Hatch (videotape): He made the point that about 80 percent of what they’re talking about we probably could agree on. But it’s the 20 percent where all the money is [chuckling] where we have a lot of disagreements. For instance, he was saying, basically, that they’re going to have a public plan, one form or another, that they’re going to have an employer mandate—

Maddow: OK, fast forward to this week.
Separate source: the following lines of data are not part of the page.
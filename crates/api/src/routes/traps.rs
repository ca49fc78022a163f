//! Trap routes and the logging 404 fallback.

use axum::{
    extract::State,
    http::{StatusCode, Uri},
};
use honeypot_core::VisitorCategory;
use tracing::{debug, info};

use crate::extractors::{ClientIp, UserAgent};
use crate::state::AppState;

pub const FORBIDDEN_SCAN: &str = "/forbidden-scan";
pub const JAVASCRIPT_TRAP: &str = "/javascript-trap";
pub const SECRET_PAGE: &str = "/secret-page";

/// Paths the fallback answers without logging.
const UNLOGGED_PATHS: [&str; 1] = ["/favicon.ico"];

const FORBIDDEN_SCAN_BODY: &str = "🚨 Forbidden Area Detected! 🚨\n\n\
    This route is only mentioned in robots.txt.\n\
    You went looking for content you were asked to skip.\n\
    Your IP and User-Agent have been logged. Naughty bot! 🤖\n";

const JAVASCRIPT_TRAP_BODY: &str = "🕷️ Caught in the JavaScript Trap! 🕷️\n\n\
    This link only exists inside a script comment.\n\
    Only something scraping page source would find it.\n\
    Your IP and User-Agent have been logged. Nice try, bot! 🤖\n";

const SECRET_PAGE_BODY: &str = "🚫 Gotcha! 🚫\n\n\
    This page is marked off-limits in robots.txt.\n\
    Your IP and User-Agent have been logged for posterity.\n\
    Maybe try respecting robots.txt next time? 😉\n";

const NOT_FOUND_BODY: &str = "404 page not found\n";

/// GET /forbidden-scan - listed only in robots.txt.
pub async fn forbidden_scan_handler(
    State(state): State<AppState>,
    ClientIp(ip): ClientIp,
    UserAgent(ua): UserAgent,
    uri: Uri,
) -> &'static str {
    spring(&state, VisitorCategory::Forbidden, ip, ua, &uri).await;
    FORBIDDEN_SCAN_BODY
}

/// GET /javascript-trap - mentioned only in a script comment.
pub async fn javascript_trap_handler(
    State(state): State<AppState>,
    ClientIp(ip): ClientIp,
    UserAgent(ua): UserAgent,
    uri: Uri,
) -> &'static str {
    spring(&state, VisitorCategory::Javascript, ip, ua, &uri).await;
    JAVASCRIPT_TRAP_BODY
}

/// GET /secret-page - disallowed in robots.txt.
pub async fn secret_page_handler(
    State(state): State<AppState>,
    ClientIp(ip): ClientIp,
    UserAgent(ua): UserAgent,
    uri: Uri,
) -> &'static str {
    spring(&state, VisitorCategory::Secret, ip, ua, &uri).await;
    SECRET_PAGE_BODY
}

/// Fallback for every unknown path.
pub async fn not_found_handler(
    State(state): State<AppState>,
    ClientIp(ip): ClientIp,
    UserAgent(ua): UserAgent,
    uri: Uri,
) -> (StatusCode, &'static str) {
    if !UNLOGGED_PATHS.contains(&uri.path()) {
        spring(&state, VisitorCategory::NotFound, ip, ua, &uri).await;
    }
    (StatusCode::NOT_FOUND, NOT_FOUND_BODY)
}

/// Log a hit. The response does not depend on whether it was stored.
async fn spring(state: &AppState, category: VisitorCategory, ip: String, ua: String, uri: &Uri) {
    if category.is_trap() {
        state.metrics().trap_hits.inc();
        info!(
            source_address = %ip,
            user_agent = %ua,
            path = %uri.path(),
            trap = %category,
            "Trap sprung"
        );
    } else {
        state.metrics().not_found_hits.inc();
        debug!(source_address = %ip, path = %uri.path(), "Unknown path");
    }
    state.record(ip, ua, uri.path().to_string(), category).await;
}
Now that the Democrats have compromised substantially on that pesky 20 percent where the all-important disagreement was, according to Orrin Hatch; now that the president’s plan doesn’t even include a public option and there is no employer mandate, which are the two things that Senator Hatch was complaining about in that problematic 20 percent; now that that’s all been resolved, presumably to Senator Hatch’s satisfaction since those are the things he said he didn’t want…

Even disregarding the issue that the plan does actually penalize employers who don’t provide health insurance to their employees, making her claim that “there is no employer mandate” a bit questionable, Hatch had a long list of objections and she is questioning why, since two of them have been dealt with, he is not on board with the reform bill.

In general, like Bob Somerby, I believe that my ideas should be sold on their merits and not by merely criticizing my opponents; but if my side is going to criticize I at least want the criticism to have some semblance of honesty. When my side is accusing the other side of lying, and are themselves lying in the process, what chance is there for any kind of desirable outcome?